Continued from page 1

This was God's plan and Cross Rhythms was to work towards its fulfilment. But for vision not to be some overblown exercise in quasi spirituality, a vision had to be rooted in market reality and fiscal responsibility. That was a lesson I had to learn when Cross Rhythms became the responsibility of Cornerstone House in 1991.The first issue of Cross Rhythms sold about 800 copies (we printed 5,000!) and had at its inception a full time staff, including myself, of three paid employees. When Cornerstone House took over its publication, the long, and at times painful, process of tailoring the magazine to the marketplace began. Relocating the editorial into my front room, doing away with paid help and finding a cheaper printer were key elements in moving Cross Rhythms towards viability. And then with the introduction of the Cross Rhythms Experience tape in December 1993 the magazine finally ceased to be a financial millstone around the neck of Cornerstone House. Today it breaks even financially.

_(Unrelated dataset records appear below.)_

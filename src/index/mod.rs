//! Archive metadata.
//!
//! A header blob is one property marker byte followed by a JSON body:
//!
//! | marker | body |
//! |--------|------|
//! | `0x01` | [`ArchiveIndex`] |
//! | `0x17` | [`EncodedHeader`] |
//!
//! [`ArchiveIndex`] is the read-only resolved index.  [`PendingHeader`] is
//! the write-side accumulator a compressor fills in before it is frozen into
//! an index on finalize.

use serde::{Deserialize, Serialize};

use crate::codec::CodecId;

pub const PROPERTY_HEADER:         u8 = 0x01;
pub const PROPERTY_ENCODED_HEADER: u8 = 0x17;

/// One stage of a folder's coder chain.
#[derive(Debug, Clone, PartialEq, Eq, Serialize, Deserialize)]
pub struct Coder {
    pub method: u32,
}

impl From<CodecId> for Coder {
    fn from(id: CodecId) -> Self {
        Coder { method: id.method_id() }
    }
}

/// A packed range of the data region plus the coder chain that unpacks it.
#[derive(Debug, Clone, PartialEq, Eq, Serialize, Deserialize)]
pub struct Folder {
    /// Coders in the order they were applied when writing.
    pub coders:      Vec<Coder>,
    /// Offset of the packed bytes, counted from the end of the signature header.
    pub pack_pos:    u64,
    pub pack_size:   u64,
    pub unpack_size: u64,
    #[serde(default, skip_serializing_if = "Option::is_none")]
    pub unpack_crc:  Option<u32>,
}

#[derive(Debug, Clone, PartialEq, Eq, Serialize, Deserialize)]
pub struct EntryRecord {
    pub name:   String,
    /// `None` for empty entries, which own no packed bytes.
    #[serde(default)]
    pub folder: Option<usize>,
    /// Start of this entry inside its folder's unpacked output.
    #[serde(default)]
    pub offset: u64,
    pub size:   u64,
    #[serde(default, skip_serializing_if = "Option::is_none")]
    pub crc:    Option<u32>,
}

#[derive(Debug, Clone, PartialEq, Eq, Default, Serialize, Deserialize)]
pub struct ArchiveIndex {
    #[serde(default)]
    pub folders: Vec<Folder>,
    #[serde(default)]
    pub entries: Vec<EntryRecord>,
}

impl ArchiveIndex {
    pub fn is_empty(&self) -> bool {
        self.entries.is_empty()
    }

    pub fn find(&self, name: &str) -> Option<usize> {
        self.entries.iter().position(|e| e.name == name)
    }

    pub fn to_bytes(&self) -> Result<Vec<u8>, serde_json::Error> {
        with_marker(PROPERTY_HEADER, self)
    }
}

/// Coding description of a compressed header.  Output stream 0 decodes to
/// another header blob.
#[derive(Debug, Clone, PartialEq, Eq, Default, Serialize, Deserialize)]
pub struct EncodedHeader {
    pub folders: Vec<Folder>,
}

impl EncodedHeader {
    pub fn to_bytes(&self) -> Result<Vec<u8>, serde_json::Error> {
        with_marker(PROPERTY_ENCODED_HEADER, self)
    }
}

fn with_marker<T: Serialize>(marker: u8, body: &T) -> Result<Vec<u8>, serde_json::Error> {
    let mut out = vec![marker];
    serde_json::to_writer(&mut out, body)?;
    Ok(out)
}

// ── Write side ────────────────────────────────────────────────────────────────

/// Header under construction.  Tracks where the next packed stream goes.
#[derive(Debug, Clone, Default)]
pub struct PendingHeader {
    pub folders:       Vec<Folder>,
    pub entries:       Vec<EntryRecord>,
    /// Next free offset in the data region, relative to the end of the
    /// signature header.
    pub next_pack_pos: u64,
}

impl PendingHeader {
    pub fn new() -> Self {
        Self::default()
    }

    /// Reserve `pack_size` bytes of the data region; returns their position.
    pub fn alloc_pack(&mut self, pack_size: u64) -> u64 {
        let pos = self.next_pack_pos;
        self.next_pack_pos += pack_size;
        pos
    }

    /// Returns the new folder's index.
    pub fn push_folder(&mut self, folder: Folder) -> usize {
        self.folders.push(folder);
        self.folders.len() - 1
    }

    pub fn to_index(&self) -> ArchiveIndex {
        ArchiveIndex {
            folders: self.folders.clone(),
            entries: self.entries.clone(),
        }
    }
}

#[cfg(test)]
mod tests {
    use super::*;

    #[test]
    fn blobs_carry_their_marker() {
        let idx = ArchiveIndex::default().to_bytes().unwrap();
        assert_eq!(idx[0], PROPERTY_HEADER);
        let enc = EncodedHeader::default().to_bytes().unwrap();
        assert_eq!(enc[0], PROPERTY_ENCODED_HEADER);
    }

    #[test]
    fn pending_header_advances_pack_pos() {
        let mut pending = PendingHeader::new();
        assert_eq!(pending.alloc_pack(10), 0);
        assert_eq!(pending.alloc_pack(5), 10);
        assert_eq!(pending.next_pack_pos, 15);

        let folder = Folder {
            coders:      vec![CodecId::Zstd.into()],
            pack_pos:    10,
            pack_size:   5,
            unpack_size: 40,
            unpack_crc:  None,
        };
        assert_eq!(pending.push_folder(folder.clone()), 0);
        assert_eq!(pending.to_index().folders, vec![folder]);
    }

    #[test]
    fn optional_fields_default_when_absent() {
        let body = br#"{"entries":[{"name":"empty.txt","size":0}]}"#;
        let idx: ArchiveIndex = serde_json::from_slice(body).unwrap();
        assert!(idx.folders.is_empty());
        assert_eq!(idx.entries[0].folder, None);
        assert_eq!(idx.entries[0].crc, None);
        assert_eq!(idx.find("empty.txt"), Some(0));
    }
}
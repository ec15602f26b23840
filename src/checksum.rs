//! CRC-32 (zlib / ISO-HDLC: reflected 0xEDB88320, init 0xFFFFFFFF, final
//! complement).  The sole integrity oracle for the locator, the header
//! blob and every unpacked stream.

use crate::error::{ArchiveError, ChecksumField, Result};

/// Checksum of `bytes`.  Empty input yields 0.
#[inline]
pub fn checksum(bytes: &[u8]) -> u32 {
    crc32fast::hash(bytes)
}

/// Fail with [`ArchiveError::Integrity`] naming `field` unless
/// `checksum(bytes) == expected`.
pub fn verify(field: ChecksumField, expected: u32, bytes: &[u8]) -> Result<()> {
    let actual = checksum(bytes);
    if actual != expected {
        return Err(ArchiveError::Integrity { field, expected, actual });
    }
    Ok(())
}
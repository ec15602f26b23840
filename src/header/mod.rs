//! Header resolution.
//!
//! A verified blob is either the archive index itself or an encoded header:
//! a coding description whose output stream 0, decoded from the archive's
//! own data region, is another blob.  [`HeaderResolver`] parses, decodes
//! and re-parses in a bounded loop until it holds an [`ArchiveIndex`].
//!
//! ```text
//! blob ──parse──► Structured(index) ─────────────────────────► index
//!            └──► Encoded(coding) ──decode(archive, coding, 0)──► blob'  (repeat, at most max_depth times)
//! ```

use crate::decoder::{FolderDecoder, ReadSeek, StreamDecoder};
use crate::error::{ArchiveError, Result};
use crate::index::{ArchiveIndex, EncodedHeader, PROPERTY_ENCODED_HEADER, PROPERTY_HEADER};
use crate::observer::{LogObserver, ParseEvent, ParseObserver};

/// Number of decode passes allowed by default.  Writers in this crate never
/// nest an encoded header inside another.
pub const DEFAULT_MAX_HEADER_DEPTH: usize = 1;

/// Result of parsing one blob.
#[derive(Debug, Clone, PartialEq, Eq)]
pub enum ParsedHeader {
    Structured(ArchiveIndex),
    Encoded(EncodedHeader),
}

/// Turns a header blob into a [`ParsedHeader`].
pub trait MetadataParser {
    fn parse(&self, blob: &[u8]) -> Result<ParsedHeader>;
}

/// Marker byte + JSON body, see [`crate::index`].
#[derive(Debug, Default, Clone, Copy)]
pub struct StandardParser;

impl MetadataParser for StandardParser {
    fn parse(&self, blob: &[u8]) -> Result<ParsedHeader> {
        let (&marker, body) = blob
            .split_first()
            .ok_or_else(|| ArchiveError::format("empty header blob"))?;
        match marker {
            PROPERTY_HEADER => serde_json::from_slice(body)
                .map(ParsedHeader::Structured)
                .map_err(|e| ArchiveError::format(format!("header: {e}"))),
            PROPERTY_ENCODED_HEADER => serde_json::from_slice(body)
                .map(ParsedHeader::Encoded)
                .map_err(|e| ArchiveError::format(format!("encoded header: {e}"))),
            other => Err(ArchiveError::format(format!("unknown header property 0x{other:02x}"))),
        }
    }
}

pub struct HeaderResolver {
    parser:    Box<dyn MetadataParser>,
    decoder:   Box<dyn StreamDecoder>,
    observer:  Box<dyn ParseObserver>,
    max_depth: usize,
}

impl Default for HeaderResolver {
    fn default() -> Self {
        Self {
            parser:    Box::new(StandardParser),
            decoder:   Box::new(FolderDecoder),
            observer:  Box::new(LogObserver),
            max_depth: DEFAULT_MAX_HEADER_DEPTH,
        }
    }
}

impl HeaderResolver {
    pub fn new() -> Self {
        Self::default()
    }

    pub fn with_parser(mut self, parser: impl MetadataParser + 'static) -> Self {
        self.parser = Box::new(parser);
        self
    }

    pub fn with_decoder(mut self, decoder: impl StreamDecoder + 'static) -> Self {
        self.decoder = Box::new(decoder);
        self
    }

    pub fn with_observer(mut self, observer: impl ParseObserver + 'static) -> Self {
        self.observer = Box::new(observer);
        self
    }

    /// Maximum number of decode passes before giving up with
    /// [`ArchiveError::Unsupported`].
    pub fn with_max_depth(mut self, max_depth: usize) -> Self {
        self.max_depth = max_depth;
        self
    }

    pub fn max_depth(&self) -> usize {
        self.max_depth
    }

    pub(crate) fn notify(&self, event: ParseEvent) {
        self.observer.on_event(&event);
    }

    /// Resolve a verified blob into the archive index.
    ///
    /// `archive` is the archive stream itself; encoded headers reference
    /// packed ranges inside it.  Its position is unspecified afterwards.
    pub fn resolve(&self, archive: &mut dyn ReadSeek, blob: &[u8]) -> Result<ArchiveIndex> {
        let mut parsed = self.parse(blob)?;
        let mut pass = 0;
        loop {
            let coding = match parsed {
                ParsedHeader::Structured(index) => {
                    self.notify(ParseEvent::Resolved {
                        folders: index.folders.len(),
                        entries: index.entries.len(),
                    });
                    return Ok(index);
                }
                ParsedHeader::Encoded(coding) => coding,
            };
            if pass == self.max_depth {
                return Err(ArchiveError::Unsupported(format!(
                    "header still encoded after {pass} decode pass(es)"
                )));
            }
            pass += 1;

            let decoded = self.decoder.decode_stream(archive, &coding, 0)?;
            self.notify(ParseEvent::HeaderDecoded { pass, len: decoded.len() });
            parsed = self.parse(&decoded)?;
        }
    }

    fn parse(&self, blob: &[u8]) -> Result<ParsedHeader> {
        let parsed = self.parser.parse(blob)?;
        self.notify(ParseEvent::HeaderParsed {
            encoded: matches!(parsed, ParsedHeader::Encoded(_)),
        });
        Ok(parsed)
    }
}
use szar::archive::{Archive, ArchiveState, PackOptions};
use szar::checksum::checksum;
use szar::codec::{get_codec, CodecError, CodecId};
use szar::decoder::{decode_folder, FolderDecoder, ReadSeek, StreamDecoder};
use szar::header::{HeaderResolver, MetadataParser, ParsedHeader, StandardParser};
use szar::index::{Coder, EncodedHeader, Folder};
use szar::locator::locate;
use szar::observer::{ParseEvent, ParseObserver};
use szar::signature::{Locator, SignatureHeader, SIGNATURE, SIGNATURE_HEADER_SIZE};
use szar::{ArchiveError, ChecksumField};
use std::cell::RefCell;
use std::fs::File;
use std::io::{Cursor, Read, Seek, SeekFrom};
use std::rc::Rc;
use tempfile::{tempdir, NamedTempFile};

fn build(options: PackOptions, files: &[(&str, &[u8])]) -> Vec<u8> {
    let mut ar = Archive::new(Cursor::new(Vec::<u8>::new()));
    ar.create(options).unwrap();
    {
        let mut pack = ar.compressor().unwrap();
        for (name, data) in files {
            pack.add_file(name, data).unwrap();
        }
        pack.finalize().unwrap();
    }
    ar.close().unwrap().into_inner()
}

fn sample_files() -> Vec<(&'static str, &'static [u8])> {
    vec![
        ("alpha.txt", &b"Alpha file contents"[..]),
        ("beta.bin",  &b"Beta file contents with different data"[..]),
        ("gamma.txt", &b"Gamma file contents here"[..]),
    ]
}

fn open_bytes(bytes: Vec<u8>) -> (Archive<Cursor<Vec<u8>>>, Result<(), ArchiveError>) {
    let mut ar = Archive::new(Cursor::new(bytes));
    let res = ar.open();
    (ar, res)
}

#[test]
fn test_pack_unpack_roundtrip_on_disk() {
    let temp_file = NamedTempFile::new().unwrap();
    let archive_path = temp_file.path().to_path_buf();
    let files = sample_files();

    {
        let mut ar = Archive::create_path(&archive_path, PackOptions::default()).unwrap();
        let mut pack = ar.compressor().unwrap();
        for (name, data) in &files {
            pack.add_file(name, data).unwrap();
        }
        pack.finalize().unwrap();
    }

    let mut ar = Archive::open_path(&archive_path).unwrap();
    assert!(ar.is_valid());
    assert_eq!(ar.entries().len(), 3);
    let mut ex = ar.extractor().unwrap();
    for (name, data) in &files {
        assert_eq!(ex.read_file(name).unwrap(), *data);
    }
    assert_eq!(ex.test().unwrap(), 3);
}

#[test]
fn test_every_codec_and_header_codec() {
    for codec in CodecId::ALL {
        for header_codec in [None, Some(codec)] {
            let options = PackOptions { default_codec: codec, header_codec, ..PackOptions::default() };
            let (mut ar, res) = open_bytes(build(options, &sample_files()));
            res.unwrap_or_else(|e| panic!("{} / {:?}: {e}", codec.name(), header_codec));
            assert_eq!(ar.extractor().unwrap().read_file("beta.bin").unwrap(), b"Beta file contents with different data");
        }
    }
}

#[test]
fn test_empty_archive_is_valid() {
    let (ar, res) = open_bytes(build(PackOptions::default(), &[]));
    res.unwrap();
    assert!(ar.is_valid());
    assert!(ar.index().unwrap().is_empty());
}

#[test]
fn test_extract_all_to_directory() {
    let dir = tempdir().unwrap();
    let (mut ar, res) = open_bytes(build(PackOptions::default(), &sample_files()));
    res.unwrap();
    ar.extractor().unwrap().extract_all(dir.path()).unwrap();
    for (name, data) in sample_files() {
        assert_eq!(std::fs::read(dir.path().join(name)).unwrap(), data);
    }
}

#[test]
fn test_create_writes_zeroed_locator() {
    let temp_file = NamedTempFile::new().unwrap();
    let mut ar = Archive::create_path(temp_file.path(), PackOptions::default()).unwrap();
    assert_eq!(ar.state(), ArchiveState::HeaderPending);
    drop(ar.close());

    let mut first = [0u8; SIGNATURE_HEADER_SIZE];
    File::open(temp_file.path()).unwrap().read_exact(&mut first).unwrap();
    assert_eq!(&first[0..6], &SIGNATURE);
    assert_eq!(&first[6..8], &[0, 2]);
    assert_eq!(&first[12..32], &[0u8; 20]);
}

#[test]
fn test_bad_magic_fails_before_checksums() {
    let mut bytes = build(PackOptions::default(), &sample_files());
    bytes[0..6].copy_from_slice(b"PK\x03\x04\x00\x00");
    // Break the locator too: the magic must be reported first.
    bytes[20] ^= 0xFF;
    let (ar, res) = open_bytes(bytes);
    assert!(matches!(res, Err(ArchiveError::Format(_))));
    assert!(!ar.is_valid());
}

#[test]
fn test_locator_and_blob_errors_are_distinct() {
    let bytes = build(PackOptions::default(), &sample_files());
    let sb = SignatureHeader::read(&bytes[..]).unwrap();

    let mut locator_broken = bytes.clone();
    locator_broken[12] ^= 0x01;
    let (ar, res) = open_bytes(locator_broken);
    assert!(res.unwrap_err().is_integrity(ChecksumField::Locator));
    assert_eq!(ar.state(), ArchiveState::Invalid);

    let mut blob_broken = bytes;
    let blob_start = SIGNATURE_HEADER_SIZE + sb.locator.blob_offset as usize;
    blob_broken[blob_start] ^= 0x80;
    let (ar, res) = open_bytes(blob_broken);
    assert!(res.unwrap_err().is_integrity(ChecksumField::Blob));
    assert!(ar.index().is_none());
}

#[test]
fn test_truncated_blob() {
    let mut bytes = build(PackOptions::default(), &sample_files());
    bytes.truncate(bytes.len() - 1);
    let (ar, res) = open_bytes(bytes);
    assert!(matches!(res, Err(ArchiveError::Truncated { .. })));
    assert!(!ar.is_valid());
}

#[test]
fn test_short_signature_is_format_error() {
    let (_, res) = open_bytes(SIGNATURE.to_vec());
    assert!(matches!(res, Err(ArchiveError::Format(_))));
}

#[test]
fn test_corrupt_packed_header_is_codec_error() {
    let bytes = build(PackOptions::default(), &sample_files());
    let sb = SignatureHeader::read(&bytes[..]).unwrap();
    let mut cur = Cursor::new(bytes.clone());
    cur.seek(SeekFrom::Start(SIGNATURE_HEADER_SIZE as u64)).unwrap();
    let blob = locate(&mut cur, &sb).unwrap();
    let coding = match StandardParser.parse(&blob).unwrap() {
        ParsedHeader::Encoded(coding) => coding,
        other => panic!("expected encoded header, got {other:?}"),
    };

    // The blob still verifies; the packed header it points at does not.
    let mut bytes = bytes;
    // Skip the 13-byte LZMA properties header and hit the range-coded body.
    let folder = &coding.folders[0];
    let packed_start = SIGNATURE_HEADER_SIZE + folder.pack_pos as usize;
    bytes[packed_start + 13 + (folder.pack_size as usize - 13) / 2] ^= 0xFF;
    let (ar, res) = open_bytes(bytes);
    assert!(matches!(res, Err(ArchiveError::Codec(_))), "{res:?}");
    assert!(!ar.is_valid());
}

#[test]
fn test_encoded_header_cannot_inflate_past_declared_size() {
    // 16 MiB of zeros packs into a few hundred bytes; the folder claims 16.
    let packed = get_codec(CodecId::Zstd).compress(&vec![0u8; 16 << 20], 3).unwrap();
    let coding = EncodedHeader {
        folders: vec![Folder {
            coders:      vec![Coder::from(CodecId::Zstd)],
            pack_pos:    0,
            pack_size:   packed.len() as u64,
            unpack_size: 16,
            unpack_crc:  None,
        }],
    };
    let blob = coding.to_bytes().unwrap();
    let sb = SignatureHeader::with_locator(Locator {
        blob_offset: packed.len() as u64,
        blob_size:   blob.len() as u64,
        blob_crc:    checksum(&blob),
    });
    let mut bytes = sb.to_bytes().to_vec();
    bytes.extend_from_slice(&packed);
    bytes.extend_from_slice(&blob);

    let (ar, res) = open_bytes(bytes);
    match res {
        Err(ArchiveError::Codec(CodecError::SizeMismatch { expected: 16, actual: 17 })) => {}
        other => panic!("expected a bounded size mismatch, got {other:?}"),
    }
    assert_eq!(ar.state(), ArchiveState::Invalid);
}

/// Wraps the real decoder and records every call.
#[derive(Clone, Default)]
struct CountingDecoder {
    calls: Rc<RefCell<Vec<usize>>>,
}

impl StreamDecoder for CountingDecoder {
    fn decode_stream(
        &self,
        archive: &mut dyn ReadSeek,
        coding: &EncodedHeader,
        output_index: usize,
    ) -> Result<Vec<u8>, CodecError> {
        self.calls.borrow_mut().push(output_index);
        FolderDecoder.decode_stream(archive, coding, output_index)
    }
}

#[test]
fn test_encoded_header_decoded_once_and_matches_out_of_band() {
    let bytes = build(PackOptions::default(), &sample_files());

    let decoder = CountingDecoder::default();
    let resolver = HeaderResolver::new().with_decoder(decoder.clone());
    let mut ar = Archive::new(Cursor::new(bytes.clone()));
    ar.open_with(&resolver).unwrap();
    assert_eq!(*decoder.calls.borrow(), vec![0]);

    // Out of band: locate, parse, decode folder 0, parse again.
    let mut cur = Cursor::new(bytes);
    let sb = SignatureHeader::read(&mut cur).unwrap();
    let blob = locate(&mut cur, &sb).unwrap();
    let coding = match StandardParser.parse(&blob).unwrap() {
        ParsedHeader::Encoded(coding) => coding,
        other => panic!("expected encoded header, got {other:?}"),
    };
    let decoded = decode_folder(&mut cur, &coding.folders[0]).unwrap();
    let expected = match StandardParser.parse(&decoded).unwrap() {
        ParsedHeader::Structured(index) => index,
        other => panic!("expected structured header, got {other:?}"),
    };
    assert_eq!(ar.index(), Some(&expected));
}

#[test]
fn test_resolving_same_blob_twice_is_identical() {
    let bytes = build(PackOptions::default(), &sample_files());
    let mut cur = Cursor::new(bytes);
    let sb = SignatureHeader::read(&mut cur).unwrap();
    let blob = locate(&mut cur, &sb).unwrap();

    let resolver = HeaderResolver::new();
    let a = resolver.resolve(&mut cur, &blob).unwrap();
    let b = resolver.resolve(&mut cur, &blob).unwrap();
    assert_eq!(a, b);
    assert_eq!(a.to_bytes().unwrap(), b.to_bytes().unwrap());
}

#[derive(Clone, Default)]
struct Recorder {
    events: Rc<RefCell<Vec<ParseEvent>>>,
}

impl ParseObserver for Recorder {
    fn on_event(&self, event: &ParseEvent) {
        self.events.borrow_mut().push(*event);
    }
}

#[test]
fn test_observer_sees_bootstrap_in_order() {
    let bytes = build(PackOptions::default(), &sample_files());
    let recorder = Recorder::default();
    let mut ar = Archive::new(Cursor::new(bytes));
    ar.open_with(&HeaderResolver::new().with_observer(recorder.clone())).unwrap();

    let events = recorder.events.borrow();
    assert!(matches!(events[0], ParseEvent::SignatureRead { major: 0, minor: 2 }));
    assert!(matches!(events[1], ParseEvent::LocatorVerified { .. }));
    assert!(matches!(events[2], ParseEvent::BlobRead { .. }));
    assert!(matches!(events[3], ParseEvent::HeaderParsed { encoded: true }));
    assert!(matches!(events[4], ParseEvent::HeaderDecoded { pass: 1, .. }));
    assert!(matches!(events[5], ParseEvent::HeaderParsed { encoded: false }));
    assert!(matches!(events[6], ParseEvent::Resolved { folders: 3, entries: 3 }));
}

#[test]
fn test_observer_sees_locator_gate_before_blob_failure() {
    let mut bytes = build(PackOptions::default(), &sample_files());
    let sb = SignatureHeader::read(&bytes[..]).unwrap();
    bytes[SIGNATURE_HEADER_SIZE + sb.locator.blob_offset as usize] ^= 0x01;

    let recorder = Recorder::default();
    let mut ar = Archive::new(Cursor::new(bytes));
    let err = ar.open_with(&HeaderResolver::new().with_observer(recorder.clone())).unwrap_err();
    assert!(err.is_integrity(ChecksumField::Blob), "{err}");

    let events = recorder.events.borrow();
    assert_eq!(events.len(), 2);
    assert!(matches!(events[0], ParseEvent::SignatureRead { .. }));
    assert!(matches!(events[1], ParseEvent::LocatorVerified { blob_offset, .. } if blob_offset == sb.locator.blob_offset));
}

In many ways the slow but organic growth of Cross Rhythms over its five year history is British CCM in microcosm. For over five years Christian music in Britain has grown on almost all fronts. I'm grateful to the Lord that Cross Rhythms has had a part to play in that process. When Cross Rhythms began it had a clear aim to be a catalyst in directing the attention of Christians and the media to the riches existing within Christian music. Five years on it appears that role is being achieved. In the week that this article was written I have received two letters from readers enthusing that it was the Cross Rhythms tape/magazine that has led them to become regular purchasers of CCM and that through this change of habit they have been tremendously blessed. In this last week I have also done telephone interviews with a television researcher planning a possible Christian music series and a journalist writing an article on Christian music for a Sunday supplement.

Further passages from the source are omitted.